I ride with my daughter in flat suburban area. I bought her 20 inch single speed bike in Target when she was 8. I realize she needs something better. Can someone recommend something decent that will last for a few years and will be fun to ride. I saw a Jamis bikes in a shop that looked kinda cool. Not sure if they are any good, of they are appropriate for a girl.
http://www.jamisbikes.com/usa/bikes/08_bikes/08capri24.html


----------



## JonathanGennick (Sep 15, 2006)

With kids, it is difficult to predict whether a bike will a last a few years before they outgrow it. My own approach has been to buy my son a bike that fits well at the time without worrying too much about when he'd outgrow it. Consequently, I've ended up buying him two bikes and one frame in two years time, in part because I'm a bike nut, and in part because he's gone through a growth spurt.

The Jamis you point to I think is fine for riding around the neighborhood. (It is not a mountain-bike, but you know that, right?). You might also try your daughter out on a 26-inch-tire bike, just to see how she fits on it. She might surprise you. For example, there is a Jamis Explorer 1 that comes with 26-inch tires in a 13.5-inch frame size. (The 24-inch-tire bike that you are looking at comes in a 12-inch frame size).

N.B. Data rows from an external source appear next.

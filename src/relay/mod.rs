pub mod app;
pub mod arbiter;
pub mod relay_var;
pub mod serial;

pub use app::Relay;
pub use arbiter::{ArbiterOpt, Arbitrator};
pub use relay_var::{BaseStatus, ForwardMode, RelayStatus, Verdict};
pub use serial::{SerialChannel, Uplink};
use chrono::{NaiveTime, Timelike, Utc};

/// Current UTC time of day.
pub fn utc_now() -> NaiveTime {
    Utc::now().time()
}

/// NMEA `HHMMSS` time field.
pub fn time2nmea(t: NaiveTime) -> String {
    format!("{:02}{:02}{:02}", t.hour(), t.minute(), t.second())
}

#[cfg(test)]
mod tests {
    use super::*;

    #[test]
    fn test_time2nmea() {
        let t = NaiveTime::from_hms_opt(7, 5, 9).unwrap();
        assert_eq!(time2nmea(t), "070509");
        let t = NaiveTime::from_hms_milli_opt(23, 59, 59, 999).unwrap();
        assert_eq!(time2nmea(t), "235959");
    }
}
use std::sync::Arc;
use tracing::{info, warn};
use crate::basic::ntrip::{NtripSession, SessionState};
use crate::config::RelayConfig;
use crate::error::Result;
use crate::relay::arbiter::Arbitrator;
use crate::relay::relay_var::RelayStatus;
use crate::relay::serial::SerialChannel;

/// A running relay: caster session, arbitration and the radio link.
pub struct Relay {
    arbiter: Arc<Arbitrator>,
    serial: Arc<SerialChannel>,
    ntrip: Option<NtripSession>,
}

impl Relay {
    /// Opens the serial link and connects to the caster. Must run inside a tokio runtime.
    pub fn start(cfg: &RelayConfig) -> Result<Self> {
        cfg.validate()?;
        let serial = Arc::new(SerialChannel::new(cfg.serial.port.trim(), cfg.serial.baudrate));
        let arbiter = Arc::new(Arbitrator::new(cfg.arbiter_opt(), serial.clone()));

        let local = arbiter.clone();
        serial.open(Some(Box::new(move |data: &[u8]| local.on_local(data))))?;

        let ntrip = NtripSession::start(cfg.ntrip_opt(), arbiter.clone(), arbiter.clone());
        info!(
            "relay started: {}:{}/{} -> {} ({} mode)",
            cfg.ntrip.host, cfg.ntrip.port, cfg.ntrip.mountpoint, cfg.serial.port, cfg.mode
        );
        Ok(Relay {
            arbiter,
            serial,
            ntrip: Some(ntrip),
        })
    }

    pub fn status(&self) -> RelayStatus {
        let mut status = self.arbiter.snapshot();
        status.serial_sent = self.serial.bytes_sent();
        status.serial_received = self.serial.bytes_received();
        status
    }

    pub fn session_state(&self) -> SessionState {
        self.ntrip
            .as_ref()
            .map_or(SessionState::Stopped, |s| s.state())
    }

    /// Stops the caster session, then releases the serial port.
    pub async fn stop(mut self) {
        if let Some(ntrip) = self.ntrip.take() {
            ntrip.stop().await;
        }
        let serial = self.serial.clone();
        // joining the receive thread sleeps; keep it off the runtime workers
        if let Err(e) = tokio::task::spawn_blocking(move || serial.close()).await {
            warn!("serial close task failed: {}", e);
        }
        info!("relay stopped");
    }
}

impl Drop for Relay {
    fn drop(&mut self) {
        // the receive callback holds the arbiter, which holds the channel
        self.serial.close();
    }
}
use std::io;
use std::sync::Arc;
use std::time::Instant;
use base64::{engine::general_purpose, Engine as _};
use tokio::io::{AsyncReadExt, AsyncWriteExt};
use tokio::net::TcpStream;
use tokio::sync::watch;
use tokio::task::JoinHandle;
use tokio::time::{sleep, timeout, Duration};
use tracing::{debug, info, warn};
use crate::basic::gga::build_gga;
use crate::basic::var::{GeoPos, NTRIP_DEFAULT_PORT};
use crate::error::{RelayError, Result};

const RESP_MAX: usize = 4096;
const READ_BUF: usize = 4096;
const JOIN_TIMEOUT: Duration = Duration::from_secs(2);
const OK_MARKERS: [&[u8]; 3] = [b"ICY 200 OK", b"HTTP/1.0 200", b"HTTP/1.1 200"];

/// Source of the position reported to the caster in the GGA keep-alive.
pub trait PositionProvider: Send + Sync {
    fn position(&self) -> Result<GeoPos>;
}

impl PositionProvider for GeoPos {
    fn position(&self) -> Result<GeoPos> {
        Ok(*self)
    }
}

/// Receiver of raw correction bytes, called on the session worker.
pub trait CorrectionSink: Send + Sync {
    fn on_correction(&self, data: &[u8]);
}

impl<F> CorrectionSink for F
where
    F: Fn(&[u8]) + Send + Sync,
{
    fn on_correction(&self, data: &[u8]) {
        self(data)
    }
}

/// Caster endpoint and session timing.
#[derive(Debug, Clone)]
pub struct NtripOpt {
    pub host: String,
    pub port: u16,
    pub mountpoint: String,
    pub username: String,
    pub password: String,
    pub gga_interval: Duration,
    /// Bounds how long a stop request waits on a silent socket.
    pub read_timeout: Duration,
    pub connect_timeout: Duration,
    pub backoff_init: Duration,
    pub backoff_max: Duration,
    pub backoff_factor: f64,
}

impl Default for NtripOpt {
    fn default() -> Self {
        NtripOpt {
            host: String::new(),
            port: NTRIP_DEFAULT_PORT,
            mountpoint: String::new(),
            username: String::new(),
            password: String::new(),
            gga_interval: Duration::from_secs(15),
            read_timeout: Duration::from_secs(1),
            connect_timeout: Duration::from_secs(10),
            backoff_init: Duration::from_secs(2),
            backoff_max: Duration::from_secs(60),
            backoff_factor: 1.7,
        }
    }
}

#[derive(Debug, Clone, Copy, PartialEq, Eq)]
pub enum SessionState {
    Idle,
    Connecting,
    Streaming,
    Backoff,
    Stopped,
}

/// Reconnect delay growing geometrically up to a cap.
#[derive(Debug, Clone)]
pub struct Backoff {
    init: Duration,
    max: Duration,
    factor: f64,
    cur: Duration,
}

impl Backoff {
    pub fn new(init: Duration, max: Duration, factor: f64) -> Self {
        Backoff { init, max, factor, cur: init }
    }

    /// Delay to wait now; the following call returns a longer one.
    pub fn next(&mut self) -> Duration {
        let delay = self.cur;
        self.cur = self.cur.mul_f64(self.factor).min(self.max);
        delay
    }

    pub fn reset(&mut self) {
        self.cur = self.init;
    }
}

/// Builds the NTRIP GET request for the configured mountpoint.
pub fn build_request(opt: &NtripOpt) -> String {
    let auth = general_purpose::STANDARD.encode(format!("{}:{}", opt.username, opt.password));
    format!(
        "GET /{} HTTP/1.0\r\n\
         Host: {}\r\n\
         User-Agent: NTRIP rtk-relay/{}\r\n\
         Authorization: Basic {}\r\n\
         Ntrip-Version: Ntrip/2.0\r\n\
         Connection: close\r\n\
         \r\n",
        opt.mountpoint.trim_start_matches('/'),
        opt.host,
        env!("CARGO_PKG_VERSION"),
        auth
    )
}

/// Checks the first response read and returns the correction bytes that followed the header.
pub fn check_response(resp: &[u8]) -> Result<&[u8]> {
    let accepted = OK_MARKERS
        .iter()
        .any(|m| resp.windows(m.len()).any(|w| w == *m));
    if !accepted {
        let head = &resp[..resp.len().min(100)];
        return Err(RelayError::ConnectionRejected(
            String::from_utf8_lossy(head).trim().to_string(),
        ));
    }
    match resp.windows(4).position(|w| w == b"\r\n\r\n") {
        Some(end) => Ok(&resp[end + 4..]),
        None => Ok(&[]),
    }
}

/// Connects to the caster and performs the handshake.
///
/// Returns the stream along with any correction bytes received with the response header.
pub async fn conntrip(opt: &NtripOpt) -> Result<(TcpStream, Vec<u8>)> {
    let server = format!("{}:{}", opt.host, opt.port);
    info!("connecting to NTRIP caster {}/{}", server, opt.mountpoint);

    let mut stream = timeout(opt.connect_timeout, TcpStream::connect(&server))
        .await
        .map_err(|_| io::Error::new(io::ErrorKind::TimedOut, "connect timed out"))??;
    stream.write_all(build_request(opt).as_bytes()).await?;

    let mut resp = vec![0; RESP_MAX];
    let n = timeout(opt.connect_timeout, stream.read(&mut resp))
        .await
        .map_err(|_| io::Error::new(io::ErrorKind::TimedOut, "no handshake response"))??;
    let leftover = check_response(&resp[..n])?.to_vec();
    info!("NTRIP connected to {}", server);

    Ok((stream, leftover))
}

/// A running caster connection on its own tokio task.
pub struct NtripSession {
    stop_tx: watch::Sender<bool>,
    state_rx: watch::Receiver<SessionState>,
    handle: Option<JoinHandle<()>>,
}

impl NtripSession {
    /// Spawns the session worker; must be called inside a tokio runtime.
    pub fn start(
        opt: NtripOpt,
        provider: Arc<dyn PositionProvider>,
        sink: Arc<dyn CorrectionSink>,
    ) -> Self {
        let (stop_tx, stop_rx) = watch::channel(false);
        let (state_tx, state_rx) = watch::channel(SessionState::Idle);
        let handle = tokio::spawn(run(opt, provider, sink, stop_rx, state_tx));
        info!("NTRIP session started");
        NtripSession {
            stop_tx,
            state_rx,
            handle: Some(handle),
        }
    }

    pub fn state(&self) -> SessionState {
        *self.state_rx.borrow()
    }

    pub fn subscribe(&self) -> watch::Receiver<SessionState> {
        self.state_rx.clone()
    }

    /// Signals the worker and waits for it, aborting it if it does not finish in time.
    pub async fn stop(mut self) {
        self.stop_tx.send_replace(true);
        if let Some(handle) = self.handle.take() {
            let abort = handle.abort_handle();
            if timeout(JOIN_TIMEOUT, handle).await.is_err() {
                warn!("NTRIP worker did not stop in time, aborting");
                abort.abort();
            }
        }
        info!("NTRIP session stopped");
    }
}

impl Drop for NtripSession {
    fn drop(&mut self) {
        self.stop_tx.send_replace(true);
    }
}

async fn wait_stop(stop: &mut watch::Receiver<bool>) {
    while !*stop.borrow_and_update() {
        if stop.changed().await.is_err() {
            return;
        }
    }
}

async fn run(
    opt: NtripOpt,
    provider: Arc<dyn PositionProvider>,
    sink: Arc<dyn CorrectionSink>,
    mut stop: watch::Receiver<bool>,
    state: watch::Sender<SessionState>,
) {
    let mut backoff = Backoff::new(opt.backoff_init, opt.backoff_max, opt.backoff_factor);

    while !*stop.borrow() {
        state.send_replace(SessionState::Connecting);
        let mut streamed = false;
        match stream_once(&opt, &*provider, &*sink, &mut stop, &state, &mut streamed).await {
            Ok(()) => break,
            Err(e) => {
                if streamed {
                    backoff.reset();
                }
                let delay = backoff.next();
                warn!("NTRIP error: {}, reconnecting in {:.1}s", e, delay.as_secs_f64());
                state.send_replace(SessionState::Backoff);
                tokio::select! {
                    _ = sleep(delay) => {}
                    _ = wait_stop(&mut stop) => break,
                }
            }
        }
    }

    state.send_replace(SessionState::Stopped);
    info!("NTRIP worker exited");
}

/// One connect + stream cycle. `Ok` only when stopped; the socket is dropped on return.
async fn stream_once(
    opt: &NtripOpt,
    provider: &dyn PositionProvider,
    sink: &dyn CorrectionSink,
    stop: &mut watch::Receiver<bool>,
    state: &watch::Sender<SessionState>,
    streamed: &mut bool,
) -> Result<()> {
    let (mut stream, leftover) = tokio::select! {
        r = conntrip(opt) => r?,
        _ = wait_stop(stop) => return Ok(()),
    };
    *streamed = true;
    state.send_replace(SessionState::Streaming);
    if !leftover.is_empty() {
        sink.on_correction(&leftover);
    }

    let mut last_gga: Option<Instant> = None;
    let mut buf = vec![0u8; READ_BUF];
    loop {
        if *stop.borrow() {
            return Ok(());
        }
        if last_gga.map_or(true, |t| t.elapsed() >= opt.gga_interval) {
            match provider.position().and_then(|pos| build_gga(&pos)) {
                Ok(gga) => {
                    stream.write_all(&gga).await?;
                    last_gga = Some(Instant::now());
                    debug!("GGA sent: {}", String::from_utf8_lossy(&gga).trim_end());
                }
                Err(e) => warn!("GGA keep-alive skipped: {}", e),
            }
        }

        let n = tokio::select! {
            r = timeout(opt.read_timeout, stream.read(&mut buf)) => match r {
                Ok(r) => r?,
                Err(_) => continue,
            },
            _ = wait_stop(stop) => return Ok(()),
        };
        if n == 0 {
            return Err(RelayError::Transport(io::Error::new(
                io::ErrorKind::UnexpectedEof,
                "caster closed the stream",
            )));
        }
        sink.on_correction(&buf[..n]);
    }
}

10 is the age at which my son made the move from 24-inch tires to 26-inch tires. He's tall for his age though, so your daughter might be better on the smaller tire size. The important thing is to get her a bike that she feels comfortable on, so that she'll enjoy riding it. Then start saving for when she grows. :thumbsup: 

BTW, almost all bike brands have bikes aimed at kids. Jamis is a good brand. Others to consider are Giant, Kona, Specialized, Trek.


----------



## DiRt DeViL (Dec 24, 2003)

Get her a XS (13") 26" bike, just make sure it has a sloping top tube and she'll be fine.

Just make sure that the cockpit is adjusted properly.


----------



## Razorfish (May 9, 2008)

My 9 y/o daughter rides a 26" (13" frame) Specialized Hardrock just fine.

I suggest trigger shifters over twist for small hands. My daughter just couldn't get her bike into the lowest or highest gear on the rear with the twist type. I put trigger shifters on and it's like a whole new bike.


----------



## Das Boot (Sep 16, 2008)

I'm in the same situation. I plan on going with a 26" bike. Of course, my daughter is a big girl for her age. How big is your daughter?


----------



## SHWELL (May 7, 2008)

I was at the LBS getting some tires today and came across a Specialized Hotrock. It was used but in prestine condition. It has 24" wheels and is perfect for her right now. She is going to be 8 in June so this is an early Bday present. I think it will be good for at least 2-3 years. At the asking price I had to get it. Her first geared, freewheeled bike.


----------



## dougneb (May 20, 2009)

I just bought my 10 year old a 26" bike with XS (13") frame. She loves it and it fits her well.


----------



## sanrensho (Feb 20, 2004)

I also recommend going directly to a XS 26" bike. Look for a 12-13.5" frame, depending on your daughter's size. My 10 y.o. daughter is one of the smallest for her age and went directly to a 26" bike with a 12-inch frame.

We could have picked up a 24" bike when she was 9 y.o., but she would have only ridden it for a year before being ready for an XS 26" bike.


----------